La célèbre biscuiterie fut l’une des premières industries à s’installer dans la ville en 1879, ce qui lui permit de séduire la clientèle parisienne et de conquérir un marché national. Aujourd’hui la marque renaît sous l’impulsion d’un descendant de la famille Olibet.

Texte : Matthieu Frachon. Images : MUS

Les petits gâteaux, les goûters, le quatre heures, autant de mots qui renvoient à l’enfance, à la boîte en fer blanc joliment illustrée. Une marque renaissante a connu ses grandes heures à Suresnes, les biscuits Olibet. L’usine Olibet est l’une des premières industries à s’installer à Suresnes en 1879.

La ville connaît un bouleversement économique et démographique. Les teintureries-blanchisseries qui forment le cœur de l’activité sont en recul, la révolution industrielle transforme l’ensemble du territoire. La fabrique, l’ouvrier, la machine et le nouvel ordre social s’imposent. Sur ces terrains près de Paris il y a la place pour de nouvelles activités économiques et la production de masse.

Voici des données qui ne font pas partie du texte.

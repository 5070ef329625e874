//! Kind tags and fixed runtime type identifiers
//!
//! Every foreign object carries a concrete kind; the kind fixes which
//! operations are legal on a handle. Type identifiers are stable across the
//! life of the runtime so a tag captured at creation time can be re-validated
//! before any down-cast.

use std::fmt;

/// Kind tag for a foreign object.
///
/// `Generic` is the erased tag used by untyped handles. Allocated objects
/// always report one of the concrete kinds; the runtime never returns
/// `Generic` from a type query.
#[derive(Debug, Clone, Copy, PartialEq, Eq, Hash)]
pub enum Kind {
    /// Erased view of any object (untyped handles only)
    Generic,
    /// Text object with a declared encoding
    String,
    /// Ordered sequence of object references
    Array,
    /// Key/value mapping of object references
    Dictionary,
    /// Tagged numeric value
    Number,
    /// Canonical true/false singleton
    Boolean,
    /// Raw byte buffer
    Data,
    /// File-system URL
    Url,
}

impl Kind {
    /// Get the fixed type identifier for this kind
    #[inline]
    pub const fn type_id(self) -> TypeId {
        match self {
            Kind::Generic => TypeId::GENERIC,
            Kind::String => TypeId::STRING,
            Kind::Array => TypeId::ARRAY,
            Kind::Dictionary => TypeId::DICTIONARY,
            Kind::Number => TypeId::NUMBER,
            Kind::Boolean => TypeId::BOOLEAN,
            Kind::Data => TypeId::DATA,
            Kind::Url => TypeId::URL,
        }
    }

    /// Human-readable type description (for diagnostics)
    pub const fn name(self) -> &'static str {
        match self {
            Kind::Generic => "object",
            Kind::String => "string",
            Kind::Array => "array",
            Kind::Dictionary => "dictionary",
            Kind::Number => "number",
            Kind::Boolean => "boolean",
            Kind::Data => "data",
            Kind::Url => "url",
        }
    }
}

impl fmt::Display for Kind {
    fn fmt(&self, f: &mut fmt::Formatter<'_>) -> fmt::Result {
        f.write_str(self.name())
    }
}

/// Fixed, stable runtime type identifier.
///
/// Identifiers are bijective with the concrete kinds: `type_id_of` on an
/// object created as kind X always returns `X.type_id()`.
#[derive(Debug, Clone, Copy, PartialEq, Eq, Hash)]
pub struct TypeId(u64);

impl TypeId {
    /// Identifier of the erased generic tag (never reported by the runtime)
    pub const GENERIC: TypeId = TypeId(0);
    /// Identifier of the string kind
    pub const STRING: TypeId = TypeId(1);
    /// Identifier of the array kind
    pub const ARRAY: TypeId = TypeId(2);
    /// Identifier of the dictionary kind
    pub const DICTIONARY: TypeId = TypeId(3);
    /// Identifier of the number kind
    pub const NUMBER: TypeId = TypeId(4);
    /// Identifier of the boolean kind
    pub const BOOLEAN: TypeId = TypeId(5);
    /// Identifier of the data kind
    pub const DATA: TypeId = TypeId(6);
    /// Identifier of the URL kind
    pub const URL: TypeId = TypeId(7);

    /// Get the raw identifier value
    #[inline]
    pub const fn raw(self) -> u64 {
        self.0
    }

    /// Map the identifier back to its kind
    ///
    /// Returns `None` for identifier values outside the fixed table.
    pub const fn kind(self) -> Option<Kind> {
        match self.0 {
            0 => Some(Kind::Generic),
            1 => Some(Kind::String),
            2 => Some(Kind::Array),
            3 => Some(Kind::Dictionary),
            4 => Some(Kind::Number),
            5 => Some(Kind::Boolean),
            6 => Some(Kind::Data),
            7 => Some(Kind::Url),
            _ => None,
        }
    }
}

impl fmt::Display for TypeId {
    fn fmt(&self, f: &mut fmt::Formatter<'_>) -> fmt::Result {
        match self.kind() {
            Some(kind) => write!(f, "{} ({})", self.0, kind.name()),
            None => write!(f, "{} (unknown)", self.0),
        }
    }
}
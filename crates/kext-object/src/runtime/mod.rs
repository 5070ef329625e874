//! Foreign object runtime contract
//!
//! This module pins down the collaborator contract the handle layer depends
//! on: stable type identifiers per kind, +1 ownership on every create/copy,
//! borrowed access on every get, deterministic encoding failure signaling,
//! and thread-safe reference counting. `InProcRuntime` is the deterministic
//! in-process implementation of the contract; a platform-backed runtime can
//! implement the same trait behind the identical surface.

mod inproc;

pub use inproc::InProcRuntime;

use crate::encoding::Encoding;
use crate::error::ObjectResult;
use crate::kind::{Kind, TypeId};
use crate::number::{NumberType, NumberValue};
use crate::token::RawRef;
use std::fmt;

/// Copy/retain behavior of container slots.
///
/// `Retaining` containers take shared ownership of their elements (retain on
/// insert, release on destruction); `NonRetaining` containers store bare
/// tokens and leave lifetime management to the caller.
#[derive(Debug, Clone, Copy, PartialEq, Eq, Default)]
pub enum CollectionCallbacks {
    /// Retain elements on insert, release them when the container dies
    #[default]
    Retaining,
    /// Store bare tokens without touching reference counts
    NonRetaining,
}

/// Interpretation of a file-system path string
#[derive(Debug, Clone, Copy, PartialEq, Eq)]
pub enum PathStyle {
    /// POSIX-style slash-separated path
    Posix,
    /// Windows-style path
    Windows,
}

/// Construction options for an in-process runtime.
///
/// `max_objects` bounds the live object table; once the budget is exhausted
/// every create operation fails with `AllocationFailed`. `None` means
/// unbounded.
#[derive(Debug, Clone, Copy, Default)]
pub struct RuntimeOptions {
    /// Maximum number of live objects (None = unlimited)
    pub max_objects: Option<usize>,
}

/// The foreign object runtime surface the handle layer is built on.
///
/// # Ownership contract
///
/// - Every `create_*` operation performs exactly one foreign allocation and
///   returns a token owning one reference; the caller must release it
///   exactly once.
/// - Every getter returns data borrowed from the object's lifetime; returned
///   element tokens are unretained.
/// - `release` beyond the owned reference is a checked [`DoubleRelease`]
///   defect report, never undefined behavior.
///
/// No operation in this contract performs I/O.
///
/// [`DoubleRelease`]: crate::ObjectError::DoubleRelease
pub trait ObjectRuntime: Send + Sync {
    /// Increment the reference count of a live object
    fn retain(&self, raw: RawRef) -> ObjectResult<()>;

    /// Release exactly one reference, destroying the object at zero
    fn release(&self, raw: RawRef) -> ObjectResult<()>;

    /// Current reference count (introspection/test hook)
    fn retain_count(&self, raw: RawRef) -> ObjectResult<usize>;

    /// Runtime type identifier of a live object
    fn type_id(&self, raw: RawRef) -> ObjectResult<TypeId>;

    /// Concrete kind of a live object
    fn kind_of(&self, raw: RawRef) -> ObjectResult<Kind> {
        Ok(self.type_id(raw)?.kind().unwrap_or(Kind::Generic))
    }

    /// Human-readable description of a type identifier
    fn type_description(&self, id: TypeId) -> &'static str {
        id.kind().map(Kind::name).unwrap_or("unknown")
    }

    /// Create a string object from bytes in the declared encoding
    fn create_string(&self, bytes: &[u8], encoding: Encoding) -> ObjectResult<RawRef>;

    /// Number of Unicode scalar values in a string object
    fn string_length(&self, raw: RawRef) -> ObjectResult<usize>;

    /// Encode a string object's text into the requested encoding
    fn string_bytes(&self, raw: RawRef, encoding: Encoding) -> ObjectResult<Vec<u8>>;

    /// Create an array object from element tokens
    fn create_array(
        &self,
        items: &[RawRef],
        callbacks: CollectionCallbacks,
    ) -> ObjectResult<RawRef>;

    /// Element count of an array object
    fn array_count(&self, raw: RawRef) -> ObjectResult<usize>;

    /// Borrowed element tokens in `[start, start+len)`.
    ///
    /// Out-of-range input is a checked `RangeOutOfBounds` error. The tokens
    /// are unretained: they are valid only while the array is alive.
    fn array_values(&self, raw: RawRef, start: usize, len: usize) -> ObjectResult<Vec<RawRef>>;

    /// Create a dictionary object from key/value token pairs.
    ///
    /// Duplicate keys (by structural equality for strings, numbers, booleans
    /// and data; by identity otherwise) collapse last-wins, so stored keys
    /// are unique.
    fn create_dictionary(
        &self,
        entries: &[(RawRef, RawRef)],
        callbacks: CollectionCallbacks,
    ) -> ObjectResult<RawRef>;

    /// Entry count of a dictionary object
    fn dictionary_count(&self, raw: RawRef) -> ObjectResult<usize>;

    /// Borrowed key/value token pairs of a dictionary object
    fn dictionary_entries(&self, raw: RawRef) -> ObjectResult<Vec<(RawRef, RawRef)>>;

    /// Create a number object
    fn create_number(&self, value: NumberValue) -> ObjectResult<RawRef>;

    /// Representation tag of a number object
    fn number_type(&self, raw: RawRef) -> ObjectResult<NumberType>;

    /// Stored value of a number object
    fn number_value(&self, raw: RawRef) -> ObjectResult<NumberValue>;

    /// Canonical boolean singleton token.
    ///
    /// The two booleans are allocated once by the runtime and pinned:
    /// retain and release on them are no-ops and they are never destroyed.
    fn boolean(&self, value: bool) -> RawRef;

    /// Stored value of a boolean object
    fn boolean_value(&self, raw: RawRef) -> ObjectResult<bool>;

    /// Create a data object owning a copy of the bytes
    fn create_data(&self, bytes: &[u8]) -> ObjectResult<RawRef>;

    /// Byte length of a data object
    fn data_length(&self, raw: RawRef) -> ObjectResult<usize>;

    /// Copy of a data object's bytes
    fn data_bytes(&self, raw: RawRef) -> ObjectResult<Vec<u8>>;

    /// Create a URL object from a file-system path.
    ///
    /// `path` must be a String-kind object; anything else is a
    /// `TypeMismatch`. The path text is copied, the string is not retained.
    fn create_url(
        &self,
        path: RawRef,
        style: PathStyle,
        is_directory: bool,
    ) -> ObjectResult<RawRef>;

    /// Path text of a URL object
    fn url_path(&self, raw: RawRef) -> ObjectResult<String>;

    /// Path style of a URL object
    fn url_path_style(&self, raw: RawRef) -> ObjectResult<PathStyle>;

    /// Directory flag of a URL object
    fn url_is_directory(&self, raw: RawRef) -> ObjectResult<bool>;
}

impl<'a> fmt::Debug for (dyn ObjectRuntime + 'a) {
    fn fmt(&self, f: &mut fmt::Formatter<'_>) -> fmt::Result {
        f.write_str("ObjectRuntime")
    }
}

En 1840, Jean-Honoré Olibet n’est qu’un petit producteur de biscuits secs installé dans le quartier Saint-Pierre à Bordeaux. Le biscuit est une formidable invention culinaire qui nourrit le marin et le soldat, car il se conserve longtemps. Mais, il peine à dépasser cet utilitarisme. Olibet, lui, fabrique des biscuits fantaisie qui séduisent la clientèle bordelaise.

Fabrication en série

En 1860, le fils Eugène rentre d’Angleterre et convainc son père de se lancer dans la fabrication en série des friandises en important des machines-outils d’Outre-Manche. La fabrique bordelaise devient trop petite, une usine est construite à Talence en 1872. L’idée des Olibet consiste à créer des biscuits de bonne qualité, accessibles et présentés dans des boîtes très décorées.

Le biscuit devient un plaisir dans un emballage évoquant un environnement luxueux. Olibet devient le pionnier du biscuit avec ses « demilune », « Lux », « Prime-thé » et « Petit-beurre. » La publicité, la « réclame » selon la formule del’époque, a un rôle à jouer : la marque revendique son statut de « biscuit français » qui a « affranchi notre pays du monopole étranger». En clair, boutons le british biscuit hors de France !

1879, c’est l’arrivée à Suresnes. Les biscuits Olibet entendent conquérir le marché national, réduire les coûts de transport et accoler à leur marque un nom qui fait rêver : Paris. C’est ainsi que, contrairement à ses concurrents, notamment le Nantais Lefèvre-Utile (LU), Olibet s’affranchit d’une image provinciale et devient « Olibet-Paris, 1re marque française ! ».

La guerre des biscuits

Le procédé de chromolithographie, l’impression d’images en couleurs à grande échelle, provoque une avalanche de publicités sur les boîtes, sur les affiches, dans les journaux. La lutte est féroce entre les différents fabricants, Olibet revendique la paternité du nom « petit-beurre » en 1887 et attaque LU. Le tribunal tranche en 1891 et estime que « petit beurre » appartient à tout le monde. On se déchire à coup de slogans, de revendications patriotiques, d’affirmations plus ou moins avérées. C’est la guerre des biscuits !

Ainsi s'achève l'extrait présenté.